Doors opened and they filed out. Mustafa just watched Sandy, with resigned respect. Sunlight spilled through big windows onto a spartanly modernist floor, wide and spotless. Polished slate here, then two steps up to polished timber, and a bar. The look was so League, Sandy thought. So “future.” If one were stupid enough to presume that one could decide what the future looked like.

“Have you any idea,” Mustafa asked her, ascending the two steps, “how long it took me to get that group together?”

“Far longer than it took us to find out you were doing it,” said Sandy. Security came into the room from the outside, wondering what the problem was. They took one look at Sandy, recognised her, and paled. Wisely, they made not even a twitch toward their weapons.

“It’s all right, Trudi,” Mustafa sighed, walking behind the bar. “She gets past even the best of us. You can go.” The security guards left, and closed the doors. “Though I had thought our security here a little tighter. You didn’t trigger anything?”

Sandy shook her head. “Tanushan IT is superior even to the League, I’ve learned new tricks while I’m here.”

“It does make sense, I suppose. Drink?”

“Whisky. Straight.” Being unaffected by alcohol didn’t mean she didn’t enjoy the biting taste. Mustafa poured. “New Torah’s making GIs, I see.”

“Do you?” He poured a glass for himself, and walked to her. “You’d be the first person to see that.”

He tossed the glass to her, whisky and all. Sandy caught it neatly in her fingertips, and not a drop spilled.

“You knew what he was,” said Sandy, watching him closely. “I’m sure you were under orders to bring him in yourself. Yet you sent us after him. Why?”

“I’ve no idea what you’re talking about.”

“Unless you wanted us to know what your government won’t admit,” Sandy continued. “Unless you went against their express orders. But you’d never do anything like that, would you, Mustafa? Disobey an order? From the most moral, enlightened government in the human universe?”

Mustafa walked to the windows and gazed out. Linked into the room network by means of devious infiltration even a League safe house was not equipped to stop, Sandy sensed the network suddenly change. Autistic mode. Sandy walked to his side.

“Disobeying one’s government,” Mustafa said quietly, “is not the same as abandoning one’s people.”

“Ah,” said Sandy. “So you’re following ISO orders. Which somewhere along the line have deviated from the League government’s.”
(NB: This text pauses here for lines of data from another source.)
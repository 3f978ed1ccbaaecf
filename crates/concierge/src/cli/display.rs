//! Display formatting utilities for CLI output

use colored::*;

use crate::analytics::AnalyticsView;
use crate::history::HistoryEntry;
use crate::resolver::BookingProjection;

pub fn display_projection(booking: &BookingProjection) {
  let canceled = if booking.canceled { "yes".red() } else { "no".green() };

  println!("{} {}", "🏨".cyan(), booking.hotel.blue().bold());
  println!("  {:<10} {}", "Arrival:".dimmed(), booking.arrival_date);
  println!("  {:<10} {}", "Country:".dimmed(), booking.country.yellow());
  println!("  {:<10} {:.2}€", "Price:".dimmed(), booking.price);
  println!("  {:<10} {}", "Canceled:".dimmed(), canceled);
}

pub fn display_analytics(view: &AnalyticsView) {
  match view {
    AnalyticsView::RevenueTrends(months) => {
      println!("{}", "Revenue by month".blue().bold());
      for (month, revenue) in months {
        println!("  {month}  {revenue:>14.2}€");
      }
    }
    AnalyticsView::CancellationRate(rate) => {
      println!("{} {}", "Cancellation rate:".blue().bold(), rate.yellow());
    }
    AnalyticsView::TopCountries(countries) => {
      println!("{}", "Top countries".blue().bold());
      for (rank, entry) in countries.iter().enumerate() {
        println!("  {}. {:<8} {}", rank + 1, entry.country.yellow(), entry.count);
      }
    }
    AnalyticsView::LeadTimeDistribution(average) => {
      println!("{} {average:.2} days", "Average lead time:".blue().bold());
    }
  }
}

pub fn display_history(entries: &[HistoryEntry]) {
  if entries.is_empty() {
    println!("No questions recorded yet.");
    return;
  }

  for entry in entries {
    println!(
      "{} {}",
      entry.timestamp.format("%Y-%m-%d %H:%M:%S").to_string().dimmed(),
      entry.question.bold()
    );
    println!("  {}", summarize_response(&entry.response));
  }
}

fn summarize_response(response: &serde_json::Value) -> String {
  if let Some(error) = response.get("error").and_then(|e| e.as_str()) {
    return format!("error: {error}");
  }

  let field = |name: &str| match response.get(name) {
    Some(serde_json::Value::String(s)) => s.clone(),
    Some(other) => other.to_string(),
    None => "?".to_string(),
  };
  format!("{} on {} ({})", field("hotel"), field("arrival_date"), field("country"))
}
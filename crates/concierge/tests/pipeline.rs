//! End-to-end build and lookup over the fixture dataset with the hashing encoder.

use std::path::{Path, PathBuf};
use std::sync::Arc;

use concierge::analytics::{AnalyticsCacheBuilder, AnalyticsServer, AnalyticsView, CountryCount};
use concierge::builder::IndexBuilder;
use concierge::corpus::AlignedCorpus;
use concierge::embedding::{EmbeddingEncoder, HashingEncoder};
use concierge::records::RecordStore;
use concierge::resolver::{BookingProjection, QueryResolver};
use tempfile::TempDir;

fn fixture() -> PathBuf {
  Path::new(env!("CARGO_MANIFEST_DIR")).join("tests").join("fixtures").join("bookings.csv")
}

fn encoder() -> Arc<dyn EmbeddingEncoder> {
  Arc::new(HashingEncoder::new(256).unwrap())
}

struct Built {
  _temp: TempDir,
  snapshot: PathBuf,
  index: PathBuf,
}

fn build() -> Built {
  let temp = TempDir::new().unwrap();
  let snapshot = temp.path().join("snapshot.csv");
  let index = temp.path().join("index.bin");

  IndexBuilder::new(encoder(), 4).run(&fixture(), &snapshot, &index).unwrap();
  Built { _temp: temp, snapshot, index }
}

fn resolver(built: &Built) -> QueryResolver {
  QueryResolver::new(encoder(), AlignedCorpus::load(&built.snapshot, &built.index).unwrap()).unwrap()
}

#[test]
fn test_every_record_retrieves_itself() {
  let built = build();
  let resolver = resolver(&built);
  let records = resolver.corpus().records();

  for row in 0..records.len() {
    let record = records.get(row).unwrap();
    let ranked = resolver.resolve_top_k(&record.text_representation, 1).unwrap();

    assert_eq!(ranked[0].row, row);
    assert_eq!(ranked[0].distance, 0.0, "row {row}");
    assert_eq!(ranked[0].booking, BookingProjection::from(record), "row {row}");
  }
}

#[test]
fn test_exact_sentence_returns_fields_unchanged() {
  let built = build();
  let resolver = resolver(&built);

  let projection = resolver
    .resolve("Booking in City Hotel on 2015-08-20 by guest from ESP. Price: 82.5€, Canceled: True")
    .unwrap();

  assert_eq!(
    projection,
    BookingProjection {
      hotel: "City Hotel".to_string(),
      arrival_date: "2015-08-20".to_string(),
      country: "ESP".to_string(),
      price: 82.5,
      canceled: true,
    }
  );
}

#[test]
fn test_rebuild_from_same_dataset_is_aligned_identically() {
  let first = build();
  let second = build();

  let a = AlignedCorpus::load(&first.snapshot, &first.index).unwrap();
  let b = AlignedCorpus::load(&second.snapshot, &second.index).unwrap();

  assert_eq!(a.records(), b.records());
  assert_eq!(a.index(), b.index());
  assert_eq!(std::fs::read(&first.index).unwrap(), std::fs::read(&second.index).unwrap());
}

#[test]
fn test_reloaded_index_answers_identically() {
  let built = build();
  let records = RecordStore::load(&fixture()).unwrap();
  let in_memory = IndexBuilder::new(encoder(), 3).build(records).unwrap();
  let reloaded = AlignedCorpus::load(&built.snapshot, &built.index).unwrap();

  let queries = [
    "resort hotel in july",
    "canceled city hotel booking from portugal",
    "christmas stay germany",
    "cheap spring booking ireland",
  ];
  for query in queries {
    let vector = encoder().encode(query).unwrap();
    let expected = in_memory.index().search(&vector, 5).unwrap();
    let actual = reloaded.index().search(&vector, 5).unwrap();
    assert_eq!(expected, actual, "query {query:?}");
  }
}

#[test]
fn test_snapshot_swapped_after_build_is_rejected() {
  let built = build();
  let mut rows: Vec<String> =
    std::fs::read_to_string(&built.snapshot).unwrap().lines().map(str::to_string).collect();
  rows.swap(1, 2);
  std::fs::write(&built.snapshot, rows.join("\n")).unwrap();

  let err = AlignedCorpus::load(&built.snapshot, &built.index).unwrap_err();
  assert_eq!(err.key(), "io_failure");
}

#[test]
fn test_analytics_over_fixture() {
  let temp = TempDir::new().unwrap();
  let cache_path = temp.path().join("analytics.json");
  AnalyticsCacheBuilder::run(&fixture(), &cache_path).unwrap();

  let server = AnalyticsServer::load(&cache_path).unwrap();

  assert_eq!(
    server.get("cancellation_rate").unwrap(),
    AnalyticsView::CancellationRate("30.00%".to_string())
  );

  let AnalyticsView::TopCountries(countries) = server.get("top_countries").unwrap() else {
    panic!("expected top countries");
  };
  assert_eq!(countries.len(), 5);
  assert_eq!(countries[0], CountryCount { country: "PRT".to_string(), count: 3 });
  assert_eq!(countries[1], CountryCount { country: "GBR".to_string(), count: 2 });
  assert_eq!(countries[2].country, "ESP");

  assert_eq!(server.get("lead_time_distribution").unwrap(), AnalyticsView::LeadTimeDistribution(83.3));
  assert_eq!(server.get("nonsense").unwrap_err().to_string(), "Invalid type");
}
“Politicians can be stupid.”

“Tell me about it.”

“I wanted you to help Eduardo,” said Mustafa. “I did not wish him dead, though it’s not exactly surprising. Either way, New Torah needs to be stopped.”

“And you think that the Federation might do it?” Sandy asked incredulously. “With the risk of war, with your mob still claiming New Torah as their own?”

“No one really controls New Torah today,” said Mustafa. He was very grim, with none of his usual elegant amusement. “Our government abandoned them on the pretext that those systems were not economically viable. Well, now it turns out that New Torah has found a way to make itself economically viable. Only now, League administration doesn’t want to hear about it. New Torah is too difficult and too embarrassing. We abandoned a lot of people to an awful fate when we left. Millions of people.”

“And now they wouldn’t have you back even if you tried,” Sandy surmised. The safe house was obviously ISO run from top to bottom for Mustafa to be talking so openly, even with the network systems jammed. She did not mind League officials hearing her, but Mustafa would. “How bad is it?”

“Well, first,” said Mustafa with a hard edge of sarcasm, “most systems descended into bloody turmoil and economic collapse. The wealthy, the elite, the most well educated all found passage elsewhere. Those left behind were hardnosed working class, often without families, attracted by high wages and the prospect of fortunes. The Torah Systems were not a place to go for those interested in a grand vision of civilised virtue. There were many good people, just not enough.”